Copy, from the data below, each line that has the word "live".
** Opening Records provided block **
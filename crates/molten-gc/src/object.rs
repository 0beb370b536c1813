//! Managed object layout and type metadata.
//!
//! Every heap object starts with two header words:
//!
//! ```text
//! word 0:  [ flags : 32 bits ][ type index : 32 bits ]
//! word 1:  object size in bytes (including the header, 8-byte aligned)
//! ```
//!
//! followed by the payload as word-sized slots. Which slots hold object
//! references is described by the [`TypeDescriptor`] registered for the
//! type index, the layout contract supplied by the (external) type-loading
//! collaborator. The size word makes linear segment walks possible; free
//! space between objects is tiled with filler objects of the reserved
//! [`TYPE_FREE`] index carrying the gap length in their size word.

use std::num::NonZeroUsize;
use std::sync::atomic::{AtomicU64, AtomicUsize, Ordering};
use std::sync::Arc;

use parking_lot::RwLock;

/// Size of the object header in bytes (two words).
pub const HEADER_BYTES: usize = 16;

/// Object alignment; all object sizes are multiples of this.
pub const OBJECT_ALIGN: usize = 8;

/// Bytes per payload slot.
pub const SLOT_BYTES: usize = 8;

/// Flag bit: object is marked reachable in the current collection cycle.
pub const FLAG_MARK: u32 = 1 << 0;

/// Flag bit: object must not be relocated this cycle.
pub const FLAG_PIN: u32 = 1 << 1;

/// Identifier of a registered managed type; index into the [`TypeRegistry`].
#[derive(Debug, Clone, Copy, PartialEq, Eq, Hash)]
pub struct TypeId(pub u32);

/// Reserved type index for free-space filler objects.
pub const TYPE_FREE: TypeId = TypeId(0);

/// A reference to a managed heap object.
///
/// Points at the object's header. Never null; absent references are
/// represented as `Option<ObjRef>` at the API surface and as a zero word
/// in heap slots.
#[derive(Debug, Clone, Copy, PartialEq, Eq, Hash)]
pub struct ObjRef(NonZeroUsize);

impl ObjRef {
    /// Wraps a raw object address. Returns `None` for the null address.
    #[must_use]
    pub fn from_addr(addr: usize) -> Option<Self> {
        NonZeroUsize::new(addr).map(Self)
    }

    /// The object's address (of its header word).
    #[must_use]
    pub const fn addr(self) -> usize {
        self.0.get()
    }

    fn header_atom(self) -> &'static AtomicU64 {
        // SAFETY: an ObjRef is only constructed for addresses inside a
        // committed heap segment, where the first word is the header word.
        // AtomicU64 has no invalid bit patterns and the word is 8-aligned.
        unsafe { &*(self.addr() as *const AtomicU64) }
    }

    /// Reads the packed header word (flags + type index).
    ///
    /// Acquire pairs with the release store in [`write_header`], so a
    /// walker that observes a fresh header also observes the size word and
    /// zeroed payload written before it.
    #[must_use]
    pub fn header_word(self) -> u64 {
        self.header_atom().load(Ordering::Acquire)
    }

    /// The object's type index.
    #[must_use]
    pub fn type_id(self) -> TypeId {
        #[allow(clippy::cast_possible_truncation)]
        TypeId(self.header_word() as u32)
    }

    /// The object's total size in bytes, including header and any padding
    /// folded into the allocation.
    #[must_use]
    pub fn size(self) -> usize {
        // SAFETY: word 1 of a live object is its size; see module docs.
        unsafe { (*((self.addr() + SLOT_BYTES) as *const AtomicUsize)).load(Ordering::Relaxed) }
    }

    /// Current flag bits.
    #[must_use]
    pub fn flags(self) -> u32 {
        #[allow(clippy::cast_possible_truncation)]
        {
            (self.header_word() >> 32) as u32
        }
    }

    /// Atomically sets flag bits. Returns the previous flags.
    pub fn set_flags(self, bits: u32) -> u32 {
        let prev = self.header_atom().fetch_or(u64::from(bits) << 32, Ordering::AcqRel);
        #[allow(clippy::cast_possible_truncation)]
        {
            (prev >> 32) as u32
        }
    }

    /// Atomically clears flag bits.
    pub fn clear_flags(self, bits: u32) {
        self.header_atom().fetch_and(!(u64::from(bits) << 32), Ordering::AcqRel);
    }

    /// Whether the mark flag is set.
    #[must_use]
    pub fn is_marked(self) -> bool {
        self.flags() & FLAG_MARK != 0
    }

    /// Whether the pin flag is set.
    #[must_use]
    pub fn is_pinned(self) -> bool {
        self.flags() & FLAG_PIN != 0
    }

    /// Address of payload slot `slot`.
    #[must_use]
    pub const fn slot_addr(self, slot: usize) -> usize {
        self.addr() + HEADER_BYTES + slot * SLOT_BYTES
    }

    /// Reads payload slot `slot` as a raw word.
    ///
    /// # Safety
    ///
    /// `slot` must be within the object's payload.
    #[must_use]
    pub unsafe fn read_slot(self, slot: usize) -> usize {
        // SAFETY: caller guarantees the slot is in bounds. Atomic because
        // the marker may read slots an exempted mutator is writing.
        unsafe { (*(self.slot_addr(slot) as *const AtomicUsize)).load(Ordering::Relaxed) }
    }

    /// Writes payload slot `slot` as a raw word.
    ///
    /// # Safety
    ///
    /// `slot` must be within the object's payload, and for reference slots
    /// the caller must have executed the write barrier.
    pub unsafe fn write_slot(self, slot: usize, value: usize) {
        // SAFETY: caller guarantees the slot is in bounds.
        unsafe { (*(self.slot_addr(slot) as *const AtomicUsize)).store(value, Ordering::Relaxed) };
    }
}

// SAFETY: ObjRef is an address into the shared managed heap; all header
// mutation goes through atomics and payload access is synchronized by the
// collection protocol.
unsafe impl Send for ObjRef {}
unsafe impl Sync for ObjRef {}

/// Writes a fresh object header at `addr`.
///
/// # Safety
///
/// `addr..addr + size` must be committed, exclusively owned memory.
pub unsafe fn write_header(addr: usize, ty: TypeId, size: usize, flags: u32) {
    debug_assert_eq!(size % OBJECT_ALIGN, 0);
    let word0 = (u64::from(flags) << 32) | u64::from(ty.0);
    // SAFETY: caller guarantees ownership of the range. The size word goes
    // first; the release store of word 0 publishes it (and any payload
    // initialization) to walkers.
    unsafe {
        (*((addr + SLOT_BYTES) as *const AtomicUsize)).store(size, Ordering::Relaxed);
        (*(addr as *const AtomicU64)).store(word0, Ordering::Release);
    }
}

/// Tiles `addr..addr + len` with a free-space filler object so linear
/// segment walks skip over it.
///
/// # Safety
///
/// The range must be committed memory owned by the heap, at least
/// [`HEADER_BYTES`] long, and not overlap any live object.
pub unsafe fn write_free_filler(addr: usize, len: usize) {
    debug_assert!(len >= HEADER_BYTES);
    // SAFETY: per the caller contract.
    unsafe { write_header(addr, TYPE_FREE, len, 0) };
}

/// Layout metadata for a managed type, supplied by the type-loading
/// collaborator.
#[derive(Debug, Clone)]
pub struct TypeDescriptor {
    /// Diagnostic name.
    pub name: String,
    /// Total object size in bytes (header + payload), 8-byte aligned.
    pub size: usize,
    /// Number of payload slots.
    pub slots: usize,
    /// Payload slots that hold object references.
    pub ref_slots: Vec<u16>,
    /// Whether dead instances are routed through the finalization queue.
    pub finalizable: bool,
}

impl TypeDescriptor {
    /// Builds a descriptor for a type with `slots` word-sized payload slots,
    /// of which `ref_slots` hold references.
    ///
    /// # Panics
    ///
    /// Panics if a ref slot index is out of range.
    #[must_use]
    pub fn new(name: impl Into<String>, slots: usize, ref_slots: Vec<u16>, finalizable: bool) -> Self {
        for &r in &ref_slots {
            assert!((r as usize) < slots, "ref slot out of range");
        }
        let size = HEADER_BYTES + slots * SLOT_BYTES;
        Self {
            name: name.into(),
            size,
            slots,
            ref_slots,
            finalizable,
        }
    }
}

/// Process-wide table of registered type descriptors.
///
/// Index 0 is reserved for the free-space filler. An object header whose
/// type index is not present here is fatal heap corruption when observed
/// by the collector.
pub struct TypeRegistry {
    types: RwLock<Vec<Arc<TypeDescriptor>>>,
}

impl TypeRegistry {
    pub(crate) fn new() -> Self {
        let free = Arc::new(TypeDescriptor {
            name: "<free>".to_owned(),
            size: HEADER_BYTES,
            slots: 0,
            ref_slots: Vec::new(),
            finalizable: false,
        });
        Self {
            types: RwLock::new(vec![free]),
        }
    }

    /// Registers a descriptor, returning its type index.
    ///
    /// # Panics
    ///
    /// Panics if more than `u32::MAX` types are registered.
    pub fn register(&self, desc: TypeDescriptor) -> TypeId {
        let mut types = self.types.write();
        let id = u32::try_from(types.len()).expect("type registry full");
        types.push(Arc::new(desc));
        TypeId(id)
    }

    /// Looks up a descriptor. Returns `None` for unknown indices.
    #[must_use]
    pub fn get(&self, id: TypeId) -> Option<Arc<TypeDescriptor>> {
        self.types.read().get(id.0 as usize).cloned()
    }
}

#[cfg(test)]
mod tests {
    use super::*;

    #[test]
    fn descriptor_size_includes_header() {
        let d = TypeDescriptor::new("pair", 2, vec![0, 1], false);
        assert_eq!(d.size, HEADER_BYTES + 2 * SLOT_BYTES);
        assert_eq!(d.size % OBJECT_ALIGN, 0);
    }

    #[test]
    #[should_panic(expected = "ref slot out of range")]
    fn descriptor_rejects_bad_ref_slot() {
        let _ = TypeDescriptor::new("bad", 1, vec![3], false);
    }

    #[test]
    fn registry_reserves_free_index() {
        let reg = TypeRegistry::new();
        let free = reg.get(TYPE_FREE).unwrap();
        assert_eq!(free.size, HEADER_BYTES);
        let id = reg.register(TypeDescriptor::new("node", 1, vec![0], false));
        assert_eq!(id.0, 1);
        assert_eq!(reg.get(id).unwrap().name, "node");
        assert!(reg.get(TypeId(99)).is_none());
    }

    #[test]
    fn header_roundtrip() {
        let mut buf = [0u64; 4];
        let addr = buf.as_mut_ptr() as usize;
        // Test-only: the buffer stands in for committed segment memory.
        unsafe { write_header(addr, TypeId(7), 24, 0) };
        let obj = ObjRef::from_addr(addr).unwrap();
        assert_eq!(obj.type_id(), TypeId(7));
        assert_eq!(obj.size(), 24);
        assert!(!obj.is_marked());
        obj.set_flags(FLAG_MARK | FLAG_PIN);
        assert!(obj.is_marked());
        assert!(obj.is_pinned());
        obj.clear_flags(FLAG_MARK);
        assert!(!obj.is_marked());
        assert!(obj.is_pinned());
        assert_eq!(obj.type_id(), TypeId(7));
    }
}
** Closing Records provided block **
**Finished task**
        // SAFETY: word 1 of a live object is its size; see module docs.
/// [`HEADER_BYTES`] long, and not overlap any live object.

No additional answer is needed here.